From Bending the Notes (Main Street Rag, 2008)

The speaker knows this is more than a coconut story, and he wants us to understand. He even gives us the written equivalent of pressing down of his hands in he air. "I know, I know," he tells us. "You think this is about going to the grocery store." The speaker predicts our hesitation, and pleads with us to keep going.

When we do, we discover that the coconut is a teacher. Embracing life moment by moment isn't the easiest exercise for any of us. Take the speaker. He entered the grocery store with a list that did not include coconut. He was not in the best mood, maybe still dwelling on some exchange at work or at home earlier in the day. Whatever it was, he carried that mood into his errand. And to him, that's what it was. Just an errand, a task, something that needed to be accomplished in the shortest amount of time possible. His state of mind was irritated, focused, clouded.

So when his son is suddenly mesmerized by a coconut, the speaker isn't prepared emotionally. He wasn't open. His reaction, the one that made his son cry, reflected this, and by the time those 10 seconds passed while his son's cheeks were turning red and Dad agreed to keep the coconut, the magical moment had passed. It reminds me of that Florence and the Machine song. "Happiness hit her like a train on the track..." Happiness can come at any moment, so we had better be ready.

Luckily, the magic reappeared, and the last few lines just make my heart burst a little.

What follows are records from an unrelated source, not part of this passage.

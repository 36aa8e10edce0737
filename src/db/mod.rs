mod schema;

use anyhow::{bail, Context, Result};
use chrono::NaiveDate;
use rusqlite::types::Type;
use rusqlite::{params, Connection, Row};
use rust_decimal::Decimal;
use std::path::Path;
use std::str::FromStr;

use crate::models::*;
use crate::replay;

pub(crate) struct Database {
    conn: Connection,
}

/// Optional restrictions when listing flows or transfers.
/// Date bounds are inclusive.
#[derive(Debug, Clone, Default)]
pub(crate) struct RecordFilter {
    pub(crate) account_id: Option<i64>,
    pub(crate) from: Option<NaiveDate>,
    pub(crate) to: Option<NaiveDate>,
}

impl RecordFilter {
    pub(crate) fn through(day: NaiveDate) -> Self {
        Self {
            to: Some(day),
            ..Self::default()
        }
    }

    pub(crate) fn between(from: NaiveDate, to: NaiveDate) -> Self {
        Self {
            from: Some(from),
            to: Some(to),
            ..Self::default()
        }
    }
}
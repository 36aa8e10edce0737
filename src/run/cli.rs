use anyhow::{bail, Context, Result};
use chrono::NaiveDate;
use rust_decimal::Decimal;
use std::str::FromStr;

use crate::config::{Config, Paths};
use crate::db::{Database, RecordFilter};
use crate::ledger::{self, Snapshot};
use crate::models::*;
use crate::rates::{self, RateProvider};
use crate::replay::{self, HistoryRow};
use crate::stats;

pub(crate) fn as_cli(args: &[String], db: &mut Database, config: &Config) -> Result<()> {
    let rest = &args[2..];
    match args[1].as_str() {
        "accounts" => cli_accounts(db),
        "add-account" => cli_add_account(rest, db),
        "edit-account" => cli_edit_account(rest, db),
        "categories" => cli_categories(db),
        "add-category" => cli_add_category(rest, db),
        "delete-category" => cli_delete_category(rest, db),
        "balances" | "b" => cli_balances(rest, db),
        "flows" | "f" => cli_flows(rest, db),
        "add-flow" => cli_add_flow(rest, db),
        "edit-flow" => cli_edit_flow(rest, db),
        "delete-flow" => cli_delete_flow(rest, db),
        "add-transfer" => cli_add_transfer(rest, db),
        "delete-transfer" => cli_delete_transfer(rest, db),
        "history" | "h" => cli_history(rest, db, config),
        "stats" | "s" => cli_stats(rest, db, config),
        "rates" => cli_rates(rest, db, config),
        "export" => cli_export(rest, db),
        "config" => cli_config(rest, config),
        "--help" | "-h" | "help" => {
            print_usage();
            Ok(())
        }
        "--version" | "-V" | "version" => {
            println!("moneyflow {}", env!("CARGO_PKG_VERSION"));
            Ok(())
        }
        other => {
            print_usage();
            bail!("Unknown command: {other}");
        }
    }
}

If you take anything away from this poem, let it be this: We must be open. And in the spirit of slowing down, finding happiness in coconuts or anything else, I offer scones.

Coconut-Lime Scones

Makes 8 scones

6 tablespoons cold butter
1 cup whole wheat flour
1 cup all-purpose flour
1/4 cup organic cane sugar
1/2 cup shredded coconut (chopped if flakes are very large)
2 teaspoons baking powder
1/2 teaspoon kosher salt
Zest of 2 limes (about 1 tablespoon)
1 egg
3/4 cup coconut milk, plus more for brushing

Grate the butter on a box grater and keep it in the freezer until you're ready to mix everything together. It's helpful to utilize the wrapping, or a small paper towel, otherwise the butter will start slipping through your fingers.

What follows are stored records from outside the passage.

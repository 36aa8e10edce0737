use chrono::NaiveDate;
use rust_decimal::Decimal;

pub(crate) const DEFAULT_ACCOUNT_COLOR: &str = "#89b4fa";

#[derive(Debug, Clone, PartialEq)]
pub struct BankAccount {
    pub id: Option<i64>,
    pub name: String,
    pub creation_date: NaiveDate,
    /// Balance on `creation_date`, in the account's own currency.
    pub initial_balance: Decimal,
    pub currency: String,
    /// Display only.
    pub color: String,
}

impl BankAccount {
    pub fn new(
        name: String,
        currency: &str,
        initial_balance: Decimal,
        creation_date: NaiveDate,
    ) -> Self {
        Self {
            id: None,
            name,
            creation_date,
            initial_balance,
            currency: currency.trim().to_uppercase(),
            color: DEFAULT_ACCOUNT_COLOR.to_string(),
        }
    }

    /// Find an account by name (case-insensitive) in a slice.
    pub fn find_by_name<'a>(accounts: &'a [BankAccount], name: &str) -> Option<&'a BankAccount> {
        let lower = name.to_lowercase();
        accounts.iter().find(|a| a.name.to_lowercase() == lower)
    }

    /// Find an account by ID in a slice.
    pub fn find_by_id(accounts: &[BankAccount], id: i64) -> Option<&BankAccount> {
        accounts.iter().find(|a| a.id == Some(id))
    }
}

impl std::fmt::Display for BankAccount {
    fn fmt(&self, f: &mut std::fmt::Formatter<'_>) -> std::fmt::Result {
        write!(f, "{} ({})", self.name, self.currency)
    }
}

/// An account together with its balance at some point in time.
#[derive(Debug, Clone, PartialEq)]
pub struct Balance {
    pub account: BankAccount,
    pub balance: Decimal,
}

impl Balance {
    /// The balance an account has on its creation date.
    pub fn opening(account: BankAccount) -> Self {
        let balance = account.initial_balance;
        Self { account, balance }
    }

    pub fn account_id(&self) -> Option<i64> {
        self.account.id
    }
}
//! Exchange rates against the reference currency.

use std::time::Duration;

use anyhow::{bail, Context, Result};
use reqwest::blocking::Client;
use rust_decimal::Decimal;
use std::str::FromStr;

use crate::db::Database;
use crate::models::{is_usable_rate, parse_day, CurrencyRates};

pub(crate) const ECB_DAILY_URL: &str =
    "https://www.ecb.europa.eu/stats/eurofxref/eurofxref-daily.xml";

const RATE_PATTERN: &str =
    r#"currency=['"]([A-Za-z]{3})['"][ \t\r\n]+rate=['"]([0-9]+(?:\.[0-9]+)?)['"]"#;
const TIME_PATTERN: &str = r#"time=['"]([0-9]{4}-[0-9]{2}-[0-9]{2})['"]"#;

/// Anything that can tell the current rate of every known currency.
pub(crate) trait RateProvider {
    fn current_rates(&self) -> Result<CurrencyRates>;
}

impl RateProvider for Database {
    fn current_rates(&self) -> Result<CurrencyRates> {
        self.load_rates()
    }
}

/// Client for the ECB daily reference rate feed.
#[derive(Debug, Clone)]
pub(crate) struct EcbClient {
    http: Client,
    url: String,
}

impl EcbClient {
    pub(crate) fn new(url: &str, timeout: Duration) -> Result<Self> {
        let http = Client::builder()
            .timeout(timeout)
            .user_agent(concat!("moneyflow/", env!("CARGO_PKG_VERSION")))
            .build()
            .context("Failed to build HTTP client")?;
        Ok(Self {
            http,
            url: url.to_string(),
        })
    }
}

impl RateProvider for EcbClient {
    fn current_rates(&self) -> Result<CurrencyRates> {
        tracing::info!(url = %self.url, "fetching exchange rates");
        let body = self
            .http
            .get(&self.url)
            .send()
            .with_context(|| format!("GET {} failed", self.url))?
            .error_for_status()
            .with_context(|| format!("GET {} returned non-success status", self.url))?
            .text()
            .with_context(|| format!("Failed to read response from {}", self.url))?;
        let rates = parse_ecb_feed(&body)?;
        tracing::info!(currencies = rates.foreign_count(), "fetched exchange rates");
        Ok(rates)
    }
}

/// Extract rates from an ECB `eurofxref` XML document.
///
/// The reference currency is always present. A feed without any rate is
/// an error so a broken download never wipes the stored rates.
pub(crate) fn parse_ecb_feed(xml: &str) -> Result<CurrencyRates> {
    let rate_re = regex::Regex::new(RATE_PATTERN)?;
    let time_re = regex::Regex::new(TIME_PATTERN)?;

    let mut rates = CurrencyRates::new();
    for caps in rate_re.captures_iter(xml) {
        let code = &caps[1];
        let rate = Decimal::from_str(&caps[2])
            .with_context(|| format!("Invalid rate for {code}: {}", &caps[2]))?;
        if !is_usable_rate(rate) {
            tracing::warn!(currency = code, %rate, "skipping rate below the minimum");
            continue;
        }
        rates.insert(code, rate);
    }

    if rates.foreign_count() == 0 {
        bail!("No exchange rates found in feed");
    }

    if let Some(caps) = time_re.captures(xml) {
        rates.set_published(parse_day(&caps[1])?);
    }
    Ok(rates)
}

/// Read a saved ECB feed from disk.
pub(crate) fn import_ecb_file(path: &str) -> Result<CurrencyRates> {
    let xml = std::fs::read_to_string(path).with_context(|| format!("Failed to read {path}"))?;
    parse_ecb_feed(&xml).with_context(|| format!("Failed to parse {path}"))
}

#[cfg(test)]
mod tests;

Whisk together the flours, sugar, coconut, baking powder, and salt in a medium bowl. In a glass measuring cup, whisk the egg, coconut milk, and zest.

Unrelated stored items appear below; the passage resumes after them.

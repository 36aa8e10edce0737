#![allow(clippy::unwrap_used)]

use rust_decimal_macros::dec;

use super::util::*;

// ── truncate ──────────────────────────────────────────────────

#[test]
fn test_truncate_short_string() {
    assert_eq!(truncate("Checking", 10), "Checking");
}

#[test]
fn test_truncate_long_string() {
    assert_eq!(truncate("Groceries at the market", 9), "Groceries…");
}

#[test]
fn test_truncate_zero_max() {
    assert_eq!(truncate("Rent", 0), "");
}

#[test]
fn test_truncate_unicode() {
    assert_eq!(truncate("café résumé", 5), "café…");
}

#[test]
fn test_truncate_one_char() {
    assert_eq!(truncate("Salary", 1), "…");
}

// ── format_number / format_amount ─────────────────────────────

#[test]
fn test_format_number_thousands() {
    assert_eq!(format_number(dec!(1234567.89)), "1,234,567.89");
}

#[test]
fn test_format_number_pads_decimals() {
    assert_eq!(format_number(dec!(5)), "5.00");
    assert_eq!(format_number(dec!(1.5)), "1.50");
}

#[test]
fn test_format_amount_with_currency() {
    assert_eq!(format_amount(dec!(1200), "EUR"), "1,200.00 EUR");
    assert_eq!(format_amount(dec!(-42.50), "USD"), "-42.50 USD");
}

#[test]
fn test_format_amount_without_currency() {
    assert_eq!(format_amount(dec!(-99999.01), ""), "-99,999.01");
}

#[test]
fn test_format_delta_signs() {
    assert_eq!(format_delta(dec!(12.5), "EUR"), "+12.50 EUR");
    assert_eq!(format_delta(dec!(-3), "EUR"), "-3.00 EUR");
    assert_eq!(format_delta(dec!(0), "EUR"), "0.00 EUR");
}

#[test]
fn test_delta_arrow() {
    assert_eq!(delta_arrow(dec!(1)), "▲");
    assert_eq!(delta_arrow(dec!(-0.01)), "▼");
    assert_eq!(delta_arrow(dec!(0)), "=");
}

#[test]
fn test_percent() {
    assert_eq!(percent(dec!(0.5)), "50.0%");
    assert_eq!(percent(dec!(0.3333)), "33.3%");
    assert_eq!(percent(dec!(0)), "0.0%");
}

// ── scrolling ─────────────────────────────────────────────────

#[test]
fn test_scroll_down_follows_cursor() {
    let (mut index, mut scroll) = (0, 0);
    for _ in 0..5 {
        scroll_down(&mut index, &mut scroll, 10, 3);
    }
    assert_eq!(index, 5);
    assert_eq!(scroll, 3);
}

#[test]
fn test_scroll_down_stops_at_end() {
    let (mut index, mut scroll) = (2, 0);
    scroll_down(&mut index, &mut scroll, 3, 10);
    assert_eq!(index, 2);
    assert_eq!(scroll, 0);
}

#[test]
fn test_scroll_up_pulls_scroll_back() {
    let (mut index, mut scroll) = (4, 4);
    scroll_up(&mut index, &mut scroll);
    assert_eq!(index, 3);
    assert_eq!(scroll, 3);
}

#[test]
fn test_scroll_to_bottom_and_top() {
    let (mut index, mut scroll) = (0, 0);
    scroll_to_bottom(&mut index, &mut scroll, 20, 5);
    assert_eq!(index, 19);
    assert_eq!(scroll, 15);
    scroll_to_top(&mut index, &mut scroll);
    assert_eq!((index, scroll), (0, 0));
}

#[test]
fn test_scroll_to_bottom_empty_list() {
    let (mut index, mut scroll) = (0, 0);
    scroll_to_bottom(&mut index, &mut scroll, 0, 5);
    assert_eq!((index, scroll), (0, 0));
}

Add the frozen butter to the bowl of dry ingredients, and mix it quickly with your fingers until small pebbles are formed. Pour in the wet ingredients, and stir with a spatula until the dough just holds together. Place it in the refrigerator to chill for 15 minutes. Preheat the oven to 400 degrees while you wait.

Line a baking sheet with parchment paper or a silpat. Generously flour a cutting board and gently form the dough into a 1- to 1 1/2-inch thick round. Cut the disc into eight triangles, then place on the baking sheet. Brush additional coconut milk on top, and sprinkle with extra sugar or coconut flakes, if you'd like. Bake for 15-18 minutes, until golden brown. Serve warm or at room temperature.